(November 2012) – Popular musician, TV presenter and Poet Stoan Seate has been announced as the face of a new counter-xenophobia campaign that calls on the South African public to enter a poetry competition about migration.
The campaign was launched (the week of November 15th, 2012) by the International Organization for Migration (IOM), United Nations High Commissioner for Refugees (UNHCR) and the City of Johannesburg, and will run through December 18, which is International Migrants Day.
A Facebook page and special I AM A MIGRANT websitehas also been launched, where the public can enter their poems on the subject: “I Am a Migrant Too”. Entry forms can also be collected from IOM offices in Pretoria, the City of Johannesburg Migrant HELPDESK, and the UNIC library in Pretoria. The competition closes on November 30.
Stoan will lead IOM’s search for entries throughout the country, and the best poems will be published in a book. He will also hand over prizes to the winners, including an iPad and iPhone.

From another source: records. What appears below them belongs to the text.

//! Arena of open file handles keyed by [`FileId`].
//!
//! The map itself is behind a `tokio::sync::Mutex` held only for
//! insert/lookup/remove. Each entry owns its handle behind a second mutex,
//! so operations on one id are serialized while different ids never contend.

use std::collections::HashMap;
use std::sync::Arc;

use tokio::io::AsyncWriteExt;
use tokio::sync::Mutex;
use tracing::{debug, warn};

use crate::resource::{File, FileId};

/// Mode a file was opened in.
#[derive(Debug, Clone, Copy, PartialEq, Eq)]
pub enum OpenMode {
    /// Created or truncated, readable and writable.
    Write,
    Read,
    Append,
}

/// A registered file together with its native handle.
pub struct OpenFile {
    file: File,
    mode: OpenMode,
    handle: Mutex<tokio::fs::File>,
}

impl OpenFile {
    pub fn file(&self) -> &File {
        &self.file
    }

    pub fn mode(&self) -> OpenMode {
        self.mode
    }

    /// Exclusive access to the handle for the duration of one operation.
    pub async fn lock(&self) -> tokio::sync::MutexGuard<'_, tokio::fs::File> {
        self.handle.lock().await
    }
}

/// Registry of every currently open file on one driver instance.
pub struct HandleRegistry {
    entries: Mutex<HashMap<FileId, Arc<OpenFile>>>,
}

impl HandleRegistry {
    pub fn new() -> Self {
        Self {
            entries: Mutex::new(HashMap::new()),
        }
    }

    /// Register `handle` for `file`.
    ///
    /// Re-opening an id that is already open replaces the old entry; its
    /// handle is released once the last in-flight operation drops it.
    pub async fn insert(&self, file: File, mode: OpenMode, handle: tokio::fs::File) -> Arc<OpenFile> {
        let id = file.id();
        let entry = Arc::new(OpenFile {
            file,
            mode,
            handle: Mutex::new(handle),
        });
        let mut entries = self.entries.lock().await;
        if entries.insert(id, entry.clone()).is_some() {
            debug!("File {} re-opened, replacing previous handle", id);
        }
        entry
    }

    pub async fn get(&self, id: FileId) -> Option<Arc<OpenFile>> {
        let entries = self.entries.lock().await;
        entries.get(&id).cloned()
    }

    pub async fn contains(&self, id: FileId) -> bool {
        let entries = self.entries.lock().await;
        entries.contains_key(&id)
    }

    /// Remove an entry, returning it if it was registered.
    pub async fn remove(&self, id: FileId) -> Option<Arc<OpenFile>> {
        let mut entries = self.entries.lock().await;
        entries.remove(&id)
    }

    /// Remove `id` and release its handle after flushing pending writes.
    ///
    /// The entry leaves the registry before the flush, so a failed flush
    /// never leaves a stale entry behind. Closing an id that is not open is
    /// a no-op.
    pub async fn close(&self, id: FileId) -> std::io::Result<()> {
        let Some(entry) = self.remove(id).await else {
            debug!("Close of file {} ignored, not open", id);
            return Ok(());
        };
        let mut handle = entry.lock().await;
        let result = handle.flush().await;
        if let Err(e) = &result {
            warn!("Flush failed while closing file {}: {}", id, e);
        }
        result
    }

    /// Close every open file. Used on shutdown.
    pub async fn close_all(&self) {
        let drained: Vec<Arc<OpenFile>> = {
            let mut entries = self.entries.lock().await;
            entries.drain().map(|(_, v)| v).collect()
        };
        for entry in drained {
            let mut handle = entry.lock().await;
            if let Err(e) = handle.flush().await {
                warn!("Flush failed while closing file {}: {}", entry.file.id(), e);
            }
        }
    }

    pub async fn len(&self) -> usize {
        let entries = self.entries.lock().await;
        entries.len()
    }

    pub async fn is_empty(&self) -> bool {
        self.len().await == 0
    }
}

impl Default for HandleRegistry {
    fn default() -> Self {
        Self::new()
    }
}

“This campaign will help to promote peace and diversity by enabling South African communities to recognize that we all are or we have been migrants at some point, or that we are related to migrants,” he says.
“Whether I migrated from the Limpopo to Gauteng to look for work, or from another country to South Africa fleeing conflict or in search of a better life, or I fled into exile during Apartheid to fight for freedom, or sent my children overseas to study, you are, we are and ‘I Am a Migrant Too,’ elaborates Acting Chief of Mission for IOM in South Africa Dr Erick Ventura.
Many previous campaigns have focused on convincing host communities to accept and welcome migrants, in spite of their differences. While it is true that there is richness in the diversity that migrants bring, it is also true that there are a lot of similarities between migrants and host communities, the campaign argues.
“Ubuntu has no nationality, Ubuntu has no borders. We all have a shared responsibility to respect each other’s human rights irrespective of where we come from. In fact, we all migrate, and as such are contributing to the global economy and to global cultural diversity,” says Ventura.
“We are all migrants and migration concerns all States. How many of us live today in the city of birth of our four grandparents? Not many. We are all children, grandchildren or great-grandchildren of migrants. Rare are those who have settled in one and the same place for numerous generations,” says UN Special Rapporteur on the Human Rights of Migrants François Crépeau.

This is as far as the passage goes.